North Korea sought Kushner's sway

Back channel said to be aim

WASHINGTON -- An American financier approached President Donald Trump's administration last summer with a proposition: The North Korean government wanted to talk to Jared Kushner, the president's son-in-law and senior adviser.

The financier, Gabriel Schulze, said that a top North Korean official was seeking a back channel to explore a meeting between Trump and North Korean leader Kim Jong Un, who for months had traded threats of military confrontation. Schulze, who lives in Singapore, had built a network of contacts in North Korea on trips he had taken to develop business opportunities in the isolated state.

For some in North Korea, which has been ruled since its founding by a family dynasty, Kushner appeared to be a promising contact. As a member of the president's family, officials in Pyongyang judged, Kushner would have the ear of his father-in-law and be immune from the personnel changes that had convulsed the early months of the administration.

Schulze's quiet outreach was but one step in a circuitous path that led to last week's handshake between Trump and Kim at a colonial-style island hotel in Singapore -- a path that involved secret meetings among spies, discussions between profit-minded entrepreneurs, and a previously unreported role for Kushner, according to interviews with current and former American officials and others familiar with the negotiations.

In reaching out to Kushner, the North Koreans were following the example of the Chinese, who had early on identified the 37-year-old husband of Ivanka Trump as a well-connected "princeling," someone who could be a conduit to Donald Trump and allow them to bypass the bureaucracy of the State Department.

Other figures besides Schulze played important roles in bringing about Trump's summit with Kim, not least South Korea's president, Moon Jae-in, who mediated tirelessly between the two leaders. But people familiar with the negotiations said Schulze's early contacts were useful in setting in motion the diplomacy that led to Singapore.

Kushner did not play a direct role in back-channel negotiations with North Korean officials, according to people familiar with the matter. He instead notified Mike Pompeo, the CIA director at the time, about Schulze's outreach and requested that the agency be in charge of the discussions.

It is unclear why Kushner thought the CIA -- rather than the State Department -- should take the lead, though he had an antagonistic relationship with Rex Tillerson, who was the secretary of state at the time, and a good rapport with Pompeo. It is also unclear whether Kushner's lack of a permanent top-secret security clearance at the time was a factor in his decision not to have a direct role.

[NUCLEAR NORTH KOREA: Maps, data on country’s nuclear program]

The White House and the CIA declined to comment on Kushner's contact with Schulze.

For Schulze, the scion of a family that made billions in mining, a thaw in the United States' relationship with North Korea would be potentially lucrative. His firm, SGI Frontier Capital, adopts a high-risk strategy of investing in so-called frontier markets -- Ethiopia, Mongolia and elsewhere. He did a number of small deals in North Korea before the President Barack Obama administration imposed new economic sanctions in 2016.
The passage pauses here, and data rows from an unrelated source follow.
//! Bit-granular cursors over DNS wire data.
//!
//! Header fields such as the opcode and rcode are narrower than a byte, so
//! both cursors track a bit position. Byte-sized reads and writes take a fast
//! path when the cursor is aligned and fall back to shift/mask arithmetic
//! otherwise. Fields are always most-significant-bit first.

use crate::error::{Error, Result};
use bytes::{BufMut, Bytes, BytesMut};

/// Returns a mask with the low `width` bits set.
#[inline]
const fn low_mask(width: u8) -> u64 {
    if width >= 64 {
        u64::MAX
    } else {
        (1u64 << width) - 1
    }
}

/// A read cursor over a DNS message.
///
/// The reader always keeps the whole message in view so that compression
/// pointers can be followed, but it may be [`limited`](Self::limited) to a
/// window (an RDATA section) past which reads fail.
#[derive(Debug, Clone)]
pub struct WireReader<'a> {
    /// The complete message.
    data: &'a [u8],
    /// Current position in bits.
    bit_pos: usize,
    /// Byte offset reads may not cross.
    limit: usize,
}

impl<'a> WireReader<'a> {
    /// Creates a reader positioned at the start of `data`.
    #[inline]
    pub const fn new(data: &'a [u8]) -> Self {
        Self {
            data,
            bit_pos: 0,
            limit: data.len(),
        }
    }

    /// Creates a reader positioned at byte `offset` of `data`.
    #[inline]
    pub const fn at(data: &'a [u8], offset: usize) -> Self {
        Self {
            data,
            bit_pos: offset * 8,
            limit: data.len(),
        }
    }

    /// Returns a reader over the next `len` bytes.
    ///
    /// The returned reader shares the full message (for compression
    /// pointers) but cannot read past `position() + len`.
    pub fn limited(&self, len: usize) -> Result<Self> {
        let start = self.position();
        let end = start
            .checked_add(len)
            .filter(|end| *end <= self.limit)
            .ok_or_else(|| Error::unexpected_eof(start + len))?;
        Ok(Self {
            data: self.data,
            bit_pos: self.bit_pos,
            limit: end,
        })
    }

    /// Returns the complete underlying message.
    #[inline]
    pub const fn message(&self) -> &'a [u8] {
        self.data
    }

    /// Returns the current byte position (rounded down).
    #[inline]
    pub const fn position(&self) -> usize {
        self.bit_pos / 8
    }

    /// Returns the current position in bits.
    #[inline]
    pub const fn bit_position(&self) -> usize {
        self.bit_pos
    }

    /// Returns true if the cursor sits on a byte boundary.
    #[inline]
    pub const fn is_aligned(&self) -> bool {
        self.bit_pos % 8 == 0
    }

    /// Returns the number of whole bytes left before the limit.
    #[inline]
    pub fn remaining(&self) -> usize {
        self.limit.saturating_sub(self.bit_pos.div_ceil(8))
    }

    /// Returns true if no bits are left before the limit.
    #[inline]
    pub fn is_empty(&self) -> bool {
        self.bit_pos >= self.limit * 8
    }

    /// Moves the cursor to byte `offset`.
    pub fn seek(&mut self, offset: usize) -> Result<()> {
        if offset > self.limit {
            return Err(Error::unexpected_eof(offset));
        }
        self.bit_pos = offset * 8;
        Ok(())
    }

    /// Reads the next `width` bits (at most 64) as an unsigned integer.
    pub fn read_bits(&mut self, width: u8) -> Result<u64> {
        debug_assert!(width <= 64);
        let end = self.bit_pos + usize::from(width);
        if end > self.limit * 8 {
            return Err(Error::unexpected_eof(end.div_ceil(8)));
        }

        let mut value = 0u64;
        let mut left = width;
        while left > 0 {
            let byte = self.data[self.bit_pos / 8];
            let offset = (self.bit_pos % 8) as u8;
            let available = 8 - offset;
            let take = available.min(left);
            let shift = available - take;
            let chunk = (u64::from(byte) >> shift) & low_mask(take);
            value = (value << take) | chunk;
            self.bit_pos += usize::from(take);
            left -= take;
        }
        Ok(value)
    }

    /// Reads a single bit as a bool.
    #[inline]
    pub fn read_flag(&mut self) -> Result<bool> {
        Ok(self.read_bits(1)? == 1)
    }

    /// Reads a byte.
    #[inline]
    pub fn read_u8(&mut self) -> Result<u8> {
        if self.is_aligned() {
            let pos = self.position();
            if pos >= self.limit {
                return Err(Error::unexpected_eof(pos));
            }
            self.bit_pos += 8;
            Ok(self.data[pos])
        } else {
            Ok(self.read_bits(8)? as u8)
        }
    }

    /// Reads a big-endian u16.
    #[inline]
    pub fn read_u16(&mut self) -> Result<u16> {
        if self.is_aligned() {
            let bytes = self.read_bytes(2)?;
            Ok(u16::from_be_bytes([bytes[0], bytes[1]]))
        } else {
            Ok(self.read_bits(16)? as u16)
        }
    }

    /// Reads a big-endian u32.
    #[inline]
    pub fn read_u32(&mut self) -> Result<u32> {
        if self.is_aligned() {
            let bytes = self.read_bytes(4)?;
            Ok(u32::from_be_bytes([bytes[0], bytes[1], bytes[2], bytes[3]]))
        } else {
            Ok(self.read_bits(32)? as u32)
        }
    }

    /// Reads `len` bytes. The cursor must be byte-aligned.
    pub fn read_bytes(&mut self, len: usize) -> Result<&'a [u8]> {
        if !self.is_aligned() {
            return Err(Error::invalid_data(
                self.position(),
                "byte read from an unaligned bit position",
            ));
        }
        let start = self.position();
        let end = start + len;
        if end > self.limit {
            return Err(Error::unexpected_eof(end));
        }
        self.bit_pos = end * 8;
        Ok(&self.data[start..end])
    }

    /// Reads everything left before the limit.
    pub fn read_rest(&mut self) -> Result<&'a [u8]> {
        let len = self.remaining();
        self.read_bytes(len)
    }

    /// Peeks at the next byte without advancing.
    #[inline]
    pub fn peek_u8(&self) -> Result<u8> {
        self.clone().read_u8()
    }
}

/// A write cursor producing DNS wire data.
///
/// Bits are packed most-significant first; a partially filled final byte is
/// zero-padded when the buffer is frozen.
#[derive(Debug, Default)]
pub struct WireWriter {
    /// The bytes written so far, including a partially filled last byte.
    buf: BytesMut,
    /// Number of bits already used in the last byte (0 when aligned).
    bit_offset: u8,
}

impl WireWriter {
    /// Creates a writer with the given byte capacity.
    pub fn new(capacity: usize) -> Self {
        Self {
            buf: BytesMut::with_capacity(capacity),
            bit_offset: 0,
        }
    }

    /// Returns the number of bytes touched so far (a partial byte counts).
    #[inline]
    pub fn len(&self) -> usize {
        self.buf.len()
    }

    /// Returns true if nothing has been written.
    #[inline]
    pub fn is_empty(&self) -> bool {
        self.buf.is_empty()
    }

    /// Returns true if the cursor sits on a byte boundary.
    #[inline]
    pub const fn is_aligned(&self) -> bool {
        self.bit_offset == 0
    }

    /// Appends the low `width` bits of `value`, most significant bit first.
    ///
    /// Fails if `value` does not fit in `width` bits rather than silently
    /// truncating it.
    pub fn write_bits(&mut self, value: u64, width: u8) -> Result<()> {
        debug_assert!(width <= 64);
        if value & !low_mask(width) != 0 {
            return Err(Error::FieldOverflow { value, width });
        }

        let mut left = width;
        while left > 0 {
            if self.bit_offset == 0 {
                self.buf.put_u8(0);
            }
            let free = 8 - self.bit_offset;
            let take = free.min(left);
            let chunk = ((value >> (left - take)) & low_mask(take)) as u8;
            let last = self.buf.len() - 1;
            self.buf[last] |= chunk << (free - take);
            self.bit_offset = (self.bit_offset + take) % 8;
            left -= take;
        }
        Ok(())
    }

    /// Appends a single bit.
    #[inline]
    pub fn write_flag(&mut self, flag: bool) {
        // A single bit always fits.
        let _ = self.write_bits(u64::from(flag), 1);
    }

    /// Writes a byte.
    #[inline]
    pub fn write_u8(&mut self, value: u8) {
        if self.is_aligned() {
            self.buf.put_u8(value);
        } else {
            let _ = self.write_bits(u64::from(value), 8);
        }
    }

    /// Writes a big-endian u16.
    #[inline]
    pub fn write_u16(&mut self, value: u16) {
        if self.is_aligned() {
            self.buf.put_u16(value);
        } else {
            let _ = self.write_bits(u64::from(value), 16);
        }
    }

    /// Writes a big-endian u32.
    #[inline]
    pub fn write_u32(&mut self, value: u32) {
        if self.is_aligned() {
            self.buf.put_u32(value);
        } else {
            let _ = self.write_bits(u64::from(value), 32);
        }
    }

    /// Writes raw bytes.
    pub fn write_bytes(&mut self, bytes: &[u8]) {
        if self.is_aligned() {
            self.buf.put_slice(bytes);
        } else {
            for byte in bytes {
                let _ = self.write_bits(u64::from(*byte), 8);
            }
        }
    }

    /// Overwrites a big-endian u16 at an earlier byte offset.
    ///
    /// Used to back-fill length fields once the payload size is known.
    pub fn patch_u16(&mut self, at: usize, value: u16) -> Result<()> {
        if at + 2 > self.buf.len() {
            return Err(Error::buffer_too_short(at + 2, self.buf.len()));
        }
        self.buf[at..at + 2].copy_from_slice(&value.to_be_bytes());
        Ok(())
    }

    /// Returns the bytes written so far.
    #[inline]
    pub fn as_slice(&self) -> &[u8] {
        &self.buf
    }

    /// Consumes the writer, returning the packed bytes.
    #[inline]
    pub fn freeze(self) -> Bytes {
        self.buf.freeze()
    }

    /// Consumes the writer, returning the packed bytes as a vector.
    pub fn into_bytes(self) -> Vec<u8> {
        self.buf.to_vec()
    }

    /// Consumes the writer, returning the mutable buffer.
    #[inline]
    pub fn into_inner(self) -> BytesMut {
        self.buf
    }
}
Schulze is not the only person who has offered to act as a broker for talks between the United States and North Korea. More than a dozen people approached the State Department during the past year with claims to have connections to people high in the North Korean government, according to current and former officials. Most led nowhere, and some diplomats are doubtful that any were truly consequential.

Meanwhile, Trump on Sunday pushed back against criticism that he gave too much ground to Kim at last week's summit, saying the U.S. "got so much" out of the meeting, including the return of American citizens.

The president also defended his decision to halt military exercises with South Korea in the region, writing that the so-called war games can start again if a deal isn't reached with North Korea.

"Holding back the 'war games' during the negotiations was my request because they are VERY EXPENSIVE and set a bad light during a good faith negotiation," Trump wrote on Twitter on Sunday morning. "Also, quite provocative. Can start up immediately if talks break down, which I hope will not happen!"

The agreement signed by Trump and Kim in Singapore last week did not lay out a timeline for the denuclearization of North Korea, nor did it provide details of how the U.S. would verify North Korea's compliance.

Lawmakers in both parties have described the meeting as a first step toward negotiating a lasting peace agreement.

But some Democrats, including Senate Minority Leader Charles Schumer, have derided the meeting as more of a photo opportunity than one of substance. The president responded to Schumer on Sunday.

"Chuck Schumer said 'the Summit was what the Texans call all cattle and no hat.' Thank you Chuck, but are you sure you got that right?" Trump wrote on Twitter, possibly taking a dig at his fellow New Yorker for mangling the expression, which derides something or someone as being "all hat and no cattle."

"No more nuclear testing or rockets flying all over the place, blew up launch sites. Hostages already back, hero remains coming home & much more!" Trump added.

Information for this article was contributed by Mark Mazzetti and Mark Landler of The New York Times and Arit John of Bloomberg News.